A convenience sample of 167 oncology nurses employed in the United States working in clinical research (direct patient care, coordination of a clinical trial, or both) were recruited by using targeted advertisements on social media (e.g., Facebook, Twitter, LinkedIn) and emailing potential participants (email addresses were obtained from professional databases, including the ONS Clinical Trial Nurse Special Interest Group, the IACRN, and the researcher’s professional oncology nursing network). Email invitations and direct solicitations through social media provided an overview and study purpose. Potential participants from both pools were directed to the web-based Qualtrics survey tool. The survey took an average of 15 minutes to complete and was open from December 2015 to February 2016.
The Clinical Research Nurse Role Delineation Measure was used with permission (Bevans et al., 2011). A 12-question survey was used to characterize participant demographics. No personal identifiable information was collected.
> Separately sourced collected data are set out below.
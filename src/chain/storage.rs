//! Storage keys for the runtime items read by the ledger
//!
//! A plain storage value lives at `twox128(pallet) ++ twox128(item)`.

use std::hash::Hasher;
use twox_hash::XxHash64;

/// 128-bit xxHash as used by Substrate for pallet and item prefixes
pub fn twox_128(data: &[u8]) -> [u8; 16] {
    let mut out = [0u8; 16];
    for (seed, chunk) in out.chunks_exact_mut(8).enumerate() {
        let mut hasher = XxHash64::with_seed(seed as u64);
        hasher.write(data);
        chunk.copy_from_slice(&hasher.finish().to_le_bytes());
    }
    out
}

/// Hex storage key (0x-prefixed) for a plain value or a map prefix
pub fn storage_key(pallet: &str, item: &str) -> String {
    format!(
        "0x{}{}",
        hex::encode(twox_128(pallet.as_bytes())),
        hex::encode(twox_128(item.as_bytes()))
    )
}

/// Runtime storage item with its SCALE byte width where it is an integer
#[derive(Debug, Clone, Copy)]
pub struct StorageItem {
    pub pallet: &'static str,
    pub item: &'static str,
    pub width: usize,
}

impl StorageItem {
    const fn new(pallet: &'static str, item: &'static str, width: usize) -> Self {
        Self {
            pallet,
            item,
            width,
        }
    }

    pub fn key(&self) -> String {
        storage_key(self.pallet, self.item)
    }
}

pub const EPOCH_INDEX: StorageItem = StorageItem::new("Babe", "EpochIndex", 8);
pub const GENESIS_SLOT: StorageItem = StorageItem::new("Babe", "GenesisSlot", 8);
pub const CURRENT_SLOT: StorageItem = StorageItem::new("Babe", "CurrentSlot", 8);
pub const SESSION_INDEX: StorageItem = StorageItem::new("Session", "CurrentIndex", 4);
pub const ERA_START_SESSION_INDEX: StorageItem =
    StorageItem::new("Staking", "CurrentEraStartSessionIndex", 4);
pub const TIMESTAMP_NOW: StorageItem = StorageItem::new("Timestamp", "Now", 8);
pub const TOTAL_ISSUANCE: StorageItem = StorageItem::new("Balances", "TotalIssuance", 16);
pub const EMISSION_SUPPLY: StorageItem = StorageItem::new("PoAModule", "EmissionSupply", 16);

/// `Vec<AccountId32>`, not an integer
pub const SESSION_VALIDATORS: StorageItem = StorageItem::new("Session", "Validators", 0);

/// Map prefix; one key per account
pub const SYSTEM_ACCOUNT: StorageItem = StorageItem::new("System", "Account", 0);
Participants were given a list of 59 activities and were asked to answer how frequently they engaged in each of them on a scale of 1 (not part of my practice) to 6 (multiple times a day) as it related to their current role. This scale performed well in a previous study with a Cronbach alpha reliability for the frequency items of 0.95 (Bevans et al., 2011).
Data were downloaded and imported into SPSS®, version 21. Descriptive statistics were calculated depending on the distribution of each variable. For continuous variables, histograms, means, and standard deviations were generated to assess normality. For ordinal variables, medians and ranges were calculated. Tabulations were used for categoric variables.
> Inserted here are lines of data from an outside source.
mod blocks;
mod schema;
mod snapshots;
mod writer;

pub use blocks::BlockRecord;
pub use snapshots::SnapshotRecord;
pub use writer::LedgerWriter;

use anyhow::{anyhow, Context, Result};
use rusqlite::Connection;
use std::path::Path;
use std::sync::{Mutex, MutexGuard};

/// Database wrapper for the ledger
///
/// The connection sits behind a mutex so the backfill and live paths can
/// share one handle; each call holds the lock for a single statement.
pub struct Database {
    conn: Mutex<Connection>,
}

impl Database {
    /// Open or create database at the specified path
    pub fn open(path: &Path) -> Result<Self> {
        let conn = Connection::open(path)
            .with_context(|| format!("Failed to open database at {}", path.display()))?;

        conn.execute_batch("PRAGMA journal_mode=WAL; PRAGMA synchronous=NORMAL;")?;
        Self::from_connection(conn)
    }

    /// Open an in-memory database (for testing)
    #[allow(dead_code)]
    pub fn open_in_memory() -> Result<Self> {
        Self::from_connection(Connection::open_in_memory()?)
    }

    fn from_connection(conn: Connection) -> Result<Self> {
        schema::init_schema(&conn)?;
        schema::run_migrations(&conn)?;
        Ok(Self {
            conn: Mutex::new(conn),
        })
    }

    fn conn(&self) -> Result<MutexGuard<'_, Connection>> {
        self.conn
            .lock()
            .map_err(|_| anyhow!("Database connection lock poisoned"))
    }

    // Block operations
    pub fn insert_block(&self, block: &BlockRecord) -> Result<bool> {
        blocks::insert_block(&*self.conn()?, block)
    }

    pub fn get_block(&self, block_number: u64) -> Result<Option<BlockRecord>> {
        blocks::get_block(&*self.conn()?, block_number)
    }

    pub fn get_max_block_number(&self) -> Result<Option<u64>> {
        blocks::get_max_block_number(&*self.conn()?)
    }

    pub fn get_block_numbers(&self) -> Result<Vec<u64>> {
        blocks::get_block_numbers(&*self.conn()?)
    }

    pub fn get_unfinalized_hashes(&self, up_to_block: u64) -> Result<Vec<(u64, String)>> {
        blocks::get_unfinalized_hashes(&*self.conn()?, up_to_block)
    }

    pub fn finalize_block(&self, block_number: u64, block_hash: &str) -> Result<bool> {
        blocks::finalize_block(&*self.conn()?, block_number, block_hash)
    }

    pub fn delete_unfinalized_block(&self, block_number: u64, block_hash: &str) -> Result<bool> {
        blocks::delete_unfinalized_block(&*self.conn()?, block_number, block_hash)
    }

    pub fn count_blocks(&self) -> Result<u64> {
        blocks::count_blocks(&*self.conn()?)
    }

    pub fn count_finalized_blocks(&self) -> Result<u64> {
        blocks::count_finalized_blocks(&*self.conn()?)
    }

    pub fn get_blocks_in_range(
        &self,
        from: u64,
        to: u64,
        limit: Option<u32>,
    ) -> Result<Vec<BlockRecord>> {
        blocks::get_blocks_in_range(&*self.conn()?, from, to, limit)
    }

    // Snapshot operations
    pub fn insert_snapshot(&self, snapshot: &SnapshotRecord) -> Result<bool> {
        snapshots::insert_snapshot(&*self.conn()?, snapshot)
    }

    pub fn get_latest_session_index(&self) -> Result<Option<u64>> {
        snapshots::get_latest_session_index(&*self.conn()?)
    }

    pub fn get_recent_snapshots(&self, limit: u32) -> Result<Vec<SnapshotRecord>> {
        snapshots::get_recent_snapshots(&*self.conn()?, limit)
    }

    pub fn count_snapshots(&self) -> Result<u64> {
        snapshots::count_snapshots(&*self.conn()?)
    }
}

#[cfg(test)]
mod tests {
    use super::*;

    #[test]
    fn test_database_operations() {
        let db = Database::open_in_memory().unwrap();

        let block = crate::testing::block_record(100);
        assert!(db.insert_block(&block).unwrap());
        assert!(!db.insert_block(&block).unwrap());
        assert_eq!(db.get_block(100).unwrap().unwrap().block_hash, block.block_hash);
        assert_eq!(db.count_blocks().unwrap(), 1);

        assert_eq!(db.get_latest_session_index().unwrap(), None);
    }

    #[test]
    fn test_open_file_database_twice() {
        let dir = std::env::temp_dir().join(format!("pledger-db-{}", std::process::id()));
        std::fs::create_dir_all(&dir).unwrap();
        let path = dir.join("ledger.db");

        {
            let db = Database::open(&path).unwrap();
            db.insert_block(&crate::testing::block_record(1)).unwrap();
        }
        let db = Database::open(&path).unwrap();
        assert_eq!(db.get_block_numbers().unwrap(), vec![1]);

        drop(db);
        std::fs::remove_dir_all(&dir).ok();
    }
}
Principal components analysis (PCA) was used to determine the dimensions of practice for oncology CTNs. PCA is a data-reduction technique used to examine the interrelated nature of variables, extract them, and reduce them for further assessment (Abdi & Williams, 2010). The goal of PCA is not only to determine the number of underlying dimensions of a construct (in this case, clinical trial nursing) but to determine how well the dimensions explain the construct. In this way, the PCA technique generates new variables, called “principal components,” which represent combinations of the original variables (Abdi & Williams, 2010). The first principal component would explain the largest proportion of total variance in the original variables explained by the component; the second extracted component would explain less variance and is statistically independent (i.e., orthogonal) from the first component (Abdi & Williams, 2010).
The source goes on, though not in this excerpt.